You can try the app yourself!
Prize: 1,500 ALGO
Challenge: DAO Projects and Templates
AlgoDao is a DAO deployment template that’s made up of a series of contracts that allow the DAO creator to define the initial governance structure of their DAO and then enforce that governance via the smart contracts.
The intention was to build a system that can be fully trustless, having the top-level DAO contract own the treasury and only make payouts or implement other proposals in accordance with the governance rules defined in the smart contract. These rules include how what type of vote (governance vs. committee) is required for each proposal type, along with parameters specifying the approval conditions (e.g., the number of “yes” votes must make up X% of total votes submitted for the proposal type Y to be approved and implemented).
It is also planned but not implemented that the governance rules themselves could be modified via the smart contract, in accordance with their own modification rules.

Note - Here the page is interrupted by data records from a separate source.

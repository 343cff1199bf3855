// 该文件是 Shijing （视镜） 项目的一部分。
// src/model/caption.rs - 图像描述模型
//
// 本程序遵循 GNU Affero 通用公共许可证（AGPL）许可协议。
// 本程序的发布旨在提供实用价值，但不作任何形式的担保，
// 包括但不限于对适销性或特定用途适用性的默示担保。
// 更多详情请参阅 GNU 通用公共许可证。
//
// Copyright (C) 2026 Johann Li <me@qinka.pro>, ETVP

use image::RgbImage;
use serde::Deserialize;
use tracing::{debug, info};
use url::Url;

use crate::{
  FromUrl, FromUrlWithScheme,
  frame::encode_jpeg,
  model::{Endpoint, Model, ModelError, check_status, http_client, timeout_from_url},
};

#[derive(Debug, Deserialize)]
struct GeneratedText {
  generated_text: String,
}

/// 图像描述模型（如 BLIP），按 image-to-text 推理接口调用
///
/// 地址形如 `caption://host:port/models/Salesforce/blip-image-captioning-base?token=...`，
/// 请求体为 JPEG 字节，响应为 `[{"generated_text": "..."}]`。
pub struct CaptionModel {
  endpoint: Endpoint,
  client: reqwest::blocking::Client,
  token: Option<String>,
}

impl FromUrlWithScheme for CaptionModel {
  const SCHEME: &'static str = "caption";
}

impl FromUrl for CaptionModel {
  type Error = ModelError;

  fn from_url(url: &Url) -> Result<Self, Self::Error> {
    if url.scheme() != Self::SCHEME {
      return Err(ModelError::ModelPathError(format!(
        "模型路径必须使用 {} 方案",
        Self::SCHEME
      )));
    }

    let token = url
      .query_pairs()
      .find(|(k, _)| k == "token")
      .map(|(_, v)| v.into_owned());
    let endpoint = Endpoint::from_model_url(url, true)?;
    info!("描述模型 @ {}", endpoint.as_str());

    Ok(CaptionModel {
      endpoint,
      client: http_client(timeout_from_url(url))?,
      token,
    })
  }
}

/// 取第一条生成结果并去掉首尾空白
fn first_caption(items: Vec<GeneratedText>) -> Result<String, ModelError> {
  items
    .into_iter()
    .next()
    .map(|item| item.generated_text.trim().to_string())
    .ok_or_else(|| ModelError::UnexpectedOutput("描述模型没有返回结果".to_string()))
}

impl Model for CaptionModel {
  type Input = RgbImage;
  type Output = String;
  type Error = ModelError;

  fn infer(&self, input: &Self::Input) -> Result<Self::Output, Self::Error> {
    let body = encode_jpeg(input)?;
    debug!("发送 {} 字节 JPEG 到描述模型", body.len());

    let mut request = self
      .client
      .post(self.endpoint.join(""))
      .header(reqwest::header::CONTENT_TYPE, "image/jpeg")
      .body(body);
    if let Some(token) = &self.token {
      request = request.bearer_auth(token);
    }

    let items: Vec<GeneratedText> = check_status(request.send()?)?.json()?;
    first_caption(items)
  }
}
// 该文件是 Shijing （视镜） 项目的一部分。
// src/output.rs - 输出定义
//
// 本程序遵循 GNU Affero 通用公共许可证（AGPL）许可协议。
// 本程序的发布旨在提供实用价值，但不作任何形式的担保，
// 包括但不限于对适销性或特定用途适用性的默示担保。
// 更多详情请参阅 GNU 通用公共许可证。
//
// Copyright (C) 2026 Johann Li <me@qinka.pro>, ETVP

use std::convert::Infallible;

use image::RgbImage;
use thiserror::Error;
use url::Url;

use crate::{
  FromUrl,
  frame::VideoFrame,
  geometry::BBox,
  privacy::{FACE_LABEL, Redaction},
  record::FrameRecord,
};
#[cfg(any(feature = "save_image_file", feature = "directory_record", feature = "gstreamer_output"))]
use crate::FromUrlWithScheme;

pub trait Render<Frame, Output>: Sized {
  type Error;
  fn render_result(&self, frame: &Frame, result: &Output) -> Result<(), Self::Error>;
}

/// 可以写到输出端的处理结果
pub trait Annotated {
  /// 要输出的图像，默认为原始帧
  fn output_image<'a>(&'a self, frame: &'a VideoFrame) -> &'a RgbImage {
    &frame.image
  }

  /// 需要标注的框
  fn boxes(&self) -> &[BBox] {
    &[]
  }

  fn label(&self) -> &str {
    ""
  }
}

impl Annotated for Redaction {
  fn output_image<'a>(&'a self, _frame: &'a VideoFrame) -> &'a RgbImage {
    &self.image
  }

  fn boxes(&self) -> &[BBox] {
    &self.boxes
  }

  fn label(&self) -> &str {
    FACE_LABEL
  }
}

impl Annotated for FrameRecord {}

/// 丢弃所有结果
#[derive(Debug, Default, Clone, Copy)]
pub struct NullOutput;

impl<F, R> Render<F, R> for NullOutput {
  type Error = Infallible;

  fn render_result(&self, _frame: &F, _result: &R) -> Result<(), Self::Error> {
    Ok(())
  }
}

#[cfg(any(feature = "save_image_file", feature = "directory_record"))]
pub mod draw;

#[cfg(feature = "save_image_file")]
mod save_image_file;
#[cfg(feature = "save_image_file")]
pub use self::save_image_file::{SaveImageFileError, SaveImageFileOutput};

#[cfg(feature = "gstreamer_output")]
mod gstreamer_video_output;
#[cfg(feature = "gstreamer_output")]
pub use self::gstreamer_video_output::{GStreamerVideoOutput, GStreamerVideoOutputError};

#[cfg(feature = "directory_record")]
mod directory_record;
#[cfg(feature = "directory_record")]
pub use self::directory_record::{DirectoryRecordOutput, DirectoryRecordOutputError};

#[derive(Error, Debug)]
pub enum OutputError {
  #[cfg(feature = "save_image_file")]
  #[error("保存图像文件错误: {0}")]
  SaveImageFileError(#[from] SaveImageFileError),
  #[cfg(feature = "gstreamer_output")]
  #[error("GStreamer 视频输出错误: {0}")]
  GStreamerVideoOutputError(#[from] GStreamerVideoOutputError),
  #[cfg(feature = "directory_record")]
  #[error("目录记录输出错误: {0}")]
  DirectoryRecordOutputError(#[from] DirectoryRecordOutputError),
  #[error("URI 方案不匹配")]
  SchemeMismatch,
}

pub enum OutputWrapper {
  #[cfg(feature = "save_image_file")]
  SaveImageFileOutput(SaveImageFileOutput),
  #[cfg(feature = "gstreamer_output")]
  GStreamerVideoOutput(GStreamerVideoOutput),
  #[cfg(feature = "directory_record")]
  DirectoryRecordOutput(DirectoryRecordOutput),
}

impl FromUrl for OutputWrapper {
  type Error = OutputError;

  fn from_url(url: &Url) -> Result<Self, Self::Error> {
    match url.scheme() {
      #[cfg(feature = "save_image_file")]
      SaveImageFileOutput::SCHEME => {
        let output = SaveImageFileOutput::from_url(url)?;
        Ok(OutputWrapper::SaveImageFileOutput(output))
      }
      #[cfg(feature = "gstreamer_output")]
      GStreamerVideoOutput::SCHEME => {
        let output = GStreamerVideoOutput::from_url(url)?;
        Ok(OutputWrapper::GStreamerVideoOutput(output))
      }
      #[cfg(feature = "directory_record")]
      DirectoryRecordOutput::SCHEME => {
        let output = DirectoryRecordOutput::from_url(url)?;
        Ok(OutputWrapper::DirectoryRecordOutput(output))
      }
      _ => Err(OutputError::SchemeMismatch),
    }
  }
}

impl<T: Annotated> Render<VideoFrame, T> for OutputWrapper {
  type Error = OutputError;

  #[allow(unused_variables)]
  fn render_result(&self, frame: &VideoFrame, result: &T) -> Result<(), Self::Error> {
    match self {
      #[cfg(feature = "save_image_file")]
      OutputWrapper::SaveImageFileOutput(output) => output
        .render_result(frame, result)
        .map_err(OutputError::from),
      #[cfg(feature = "gstreamer_output")]
      OutputWrapper::GStreamerVideoOutput(output) => output
        .render_result(frame, result)
        .map_err(OutputError::from),
      #[cfg(feature = "directory_record")]
      OutputWrapper::DirectoryRecordOutput(output) => output
        .render_result(frame, result)
        .map_err(OutputError::from),
    }
  }
}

The entire project is built in Python using PyTeal. A proof-of-concept webservice using flask and gunicorn is implemented on a separate GitHub branch that shows how the DAO creation could be integrated into a webapp. Extensive use of ASAs is utilized to indicate trust of Proposal contracts, DAO membership, committee membership, and voting constructs.
Prize: 7,500 ALGO
How did we score projects?
We used a scoring system based on originality, complexity, and quality.
For originality, we look at the value a project adds and if the idea has never been implemented before. For complexity, we focused on smart contracts and how they interact. That means we also evaluate the interface facing the smart contracts. And lastly, for the quality metric, we looked at code quality, documentation, videos, or live demos/websites.
Four independent Algorand community members who have a strong technical know-how of Algorand development have reviewed all projects.
Hope to see you hackers in future hackathons!